La hausse de ce budget n'est pas nouvelle. Ce qui est nouveau, c'est la politique migratoire qu'il permet : depuis 2017, elle est marquée à la fois par une dégradation des conditions d'accueil et d'accompagnement, par des atteintes répétées aux droits fondamentaux et par des traitements dégradants, en particulier s'agissant de l'accueil des mineurs isolés étrangers.
Un arrêt rendu en juillet 2020 par la CEDH (Cour européenne des droits de l'homme) condamne la France pour les conditions d'existence inhumaines et dégradantes des demandeurs d'asile vivant dans la rue. Trois ans plus tard, à Cayenne, place des Amandiers, les demandeurs d'asile s'entassent encore et toujours dans la rue, dans des conditions misérables et indignes. Car les territoires ultramarins sont entièrement dépourvus de Cada. Certes, la présentation du programme 303 annonce la création de nouvelles places de Cada, de CAES et de centres provisoires d'hébergement, mais il est précisé que ces mesures s'inscrivent dans le schéma national d'accueil des demandeurs d'asile et d'intégration des réfugiés. Or, ce schéma n'a jamais été décliné dans les territoires ultramarins. Qu'en sera-t-il concernant son renouvellement pour la période 2024-2027 ? La Guyane concentrant l'essentiel des demandes d'asile déposées outre-mer, il serait normal qu'elle y figure.
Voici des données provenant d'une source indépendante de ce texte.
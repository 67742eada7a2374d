//! Schema creation backed by embedded Diesel migrations.
//!
//! Migrations use `CREATE ... IF NOT EXISTS`, so running them against a
//! database whose tables were created by other tooling is harmless. Diesel's
//! migration harness is synchronous; it runs on the blocking pool with a
//! dedicated connection rather than a pooled async one.

use async_trait::async_trait;
use diesel::{Connection, PgConnection};
use diesel_migrations::{EmbeddedMigrations, MigrationHarness, embed_migrations};

use crate::domain::ports::{SchemaInitializer, SchemaInitializerError};

/// Migrations compiled into the binary from `backend/migrations`.
pub const MIGRATIONS: EmbeddedMigrations = embed_migrations!("migrations");

/// Runs pending migrations against `database_url`.
#[derive(Debug, Clone)]
pub struct DieselSchemaInitializer {
    database_url: String,
}

impl DieselSchemaInitializer {
    pub fn new(database_url: impl Into<String>) -> Self {
        Self {
            database_url: database_url.into(),
        }
    }
}

fn run_migrations(database_url: &str) -> Result<usize, SchemaInitializerError> {
    let mut conn = PgConnection::establish(database_url).map_err(|err| {
        tracing::debug!(error = %err, "schema initialiser could not connect");
        SchemaInitializerError::connection(err.to_string())
    })?;
    let applied = conn
        .run_pending_migrations(MIGRATIONS)
        .map_err(|err| SchemaInitializerError::migration(err.to_string()))?;
    Ok(applied.len())
}

#[async_trait]
impl SchemaInitializer for DieselSchemaInitializer {
    async fn ensure_schema(&self) -> Result<(), SchemaInitializerError> {
        let database_url = self.database_url.clone();
        let applied = tokio::task::spawn_blocking(move || run_migrations(&database_url))
            .await
            .map_err(|err| SchemaInitializerError::migration(format!("migration task: {err}")))??;
        tracing::info!(applied, "pending migrations applied");
        Ok(())
    }
}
Il n'y a pas non plus de CRA outre-mer, du moins pas partout. À la place, on privilégie les locaux de rétention administrative (LRA), qui, en principe, ne doivent être utilisés que lorsque des circonstances particulières empêchent un placement en CRA. C'est le cas en Martinique et à Saint-Martin, qui ne disposent pas de CRA, ou à Mayotte, où des LRA provisoires sont régulièrement créés du fait de la saturation du CRA. L'absence d'accompagnement effectif dans les LRA en fait des zones de non-droit, et il n'est pas rare que des personnes placées en LRA soient reconduites à la frontière sans avoir eu accès à une assistance juridique. Notons toutefois qu'à défaut de la création demandée de longue date de CRA dans nos territoires ultramarins, le ministre Gérald Darmanin a annoncé l'implantation d'un CRA supplémentaire à Mayotte. Restons optimistes. Au moins, les étrangers qui y sont enfermés ne s'empileront plus les uns sur les autres. Mais restons aussi réalistes : c'est avant tout le signe que l'on privilégie les dispositifs d'enfermement et de répression plutôt que ceux visant l'accompagnement et l'intégration.
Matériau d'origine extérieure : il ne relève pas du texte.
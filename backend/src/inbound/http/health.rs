//! Liveness and readiness probes.

use std::sync::atomic::{AtomicBool, Ordering};

use actix_web::{HttpResponse, get, http::header, web};

/// Probe state shared between the server bootstrap and the probe handlers.
///
/// Starts live but not ready; the bootstrap marks it ready once storage and
/// schema setup have finished.
pub struct HealthState {
    ready: AtomicBool,
    live: AtomicBool,
}

impl Default for HealthState {
    fn default() -> Self {
        Self {
            ready: AtomicBool::new(false),
            live: AtomicBool::new(true),
        }
    }
}

impl HealthState {
    pub fn new() -> Self {
        Self::default()
    }

    pub fn mark_ready(&self) {
        self.ready.store(true, Ordering::Release);
    }

    /// Fail liveness probes, e.g. while draining for shutdown.
    pub fn mark_unhealthy(&self) {
        self.live.store(false, Ordering::Release);
    }

    pub fn is_ready(&self) -> bool {
        self.ready.load(Ordering::Acquire)
    }

    pub fn is_alive(&self) -> bool {
        self.live.load(Ordering::Acquire)
    }
}

fn probe_response(ok: bool) -> HttpResponse {
    let mut response = if ok {
        HttpResponse::Ok()
    } else {
        HttpResponse::ServiceUnavailable()
    };
    response
        .insert_header((header::CACHE_CONTROL, "no-store"))
        .finish()
}

/// Readiness probe: 200 once the server can handle traffic, 503 before.
#[utoipa::path(
    get,
    path = "/health/ready",
    tags = ["health"],
    responses(
        (status = 200, description = "Server is ready to handle traffic"),
        (status = 503, description = "Server is not ready")
    )
)]
#[get("/health/ready")]
pub async fn ready(state: web::Data<HealthState>) -> HttpResponse {
    probe_response(state.is_ready())
}

/// Liveness probe: 200 while alive, 503 once draining.
#[utoipa::path(
    get,
    path = "/health/live",
    tags = ["health"],
    responses(
        (status = 200, description = "Server is alive"),
        (status = 503, description = "Server is shutting down")
    )
)]
#[get("/health/live")]
pub async fn live(state: web::Data<HealthState>) -> HttpResponse {
    probe_response(state.is_alive())
}

#[cfg(test)]
mod tests {
    use super::*;
    use actix_web::http::StatusCode;
    use actix_web::{App, test as actix_test};
    use rstest::rstest;

    async fn probe(state: web::Data<HealthState>, uri: &str) -> StatusCode {
        let app = actix_test::init_service(
            App::new().app_data(state).service(ready).service(live),
        )
        .await;
        let request = actix_test::TestRequest::get().uri(uri).to_request();
        actix_test::call_service(&app, request).await.status()
    }

    #[rstest]
    #[actix_web::test]
    async fn readiness_follows_mark_ready() {
        let state = web::Data::new(HealthState::new());
        assert_eq!(
            probe(state.clone(), "/health/ready").await,
            StatusCode::SERVICE_UNAVAILABLE
        );

        state.mark_ready();
        assert_eq!(probe(state, "/health/ready").await, StatusCode::OK);
    }

    #[rstest]
    #[actix_web::test]
    async fn liveness_fails_once_unhealthy() {
        let state = web::Data::new(HealthState::new());
        assert_eq!(probe(state.clone(), "/health/live").await, StatusCode::OK);

        state.mark_unhealthy();
        assert_eq!(
            probe(state, "/health/live").await,
            StatusCode::SERVICE_UNAVAILABLE
        );
    }
}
Les chiffres parlent d'eux-mêmes : les moyens de la lutte contre l'immigration irrégulière sont démultipliés, tandis que la dotation du programme dédié à l'intégration et à l'accès à la nationalité française est en baisse et que les outre-mer sont encore une fois mis de côté. J'appelle mes collègues à se pencher sur les nombreuses mesures dérogatoires à l'œuvre dans nos territoires ultramarins, que ce soit en matière de structures d'hébergement, de traitement accéléré des demandes d'asile ou de droits sociaux au rabais. Ce qui est en place à titre expérimental chez nous n'est que le reflet de ce qu'il sera bientôt proposé d'appliquer chez vous.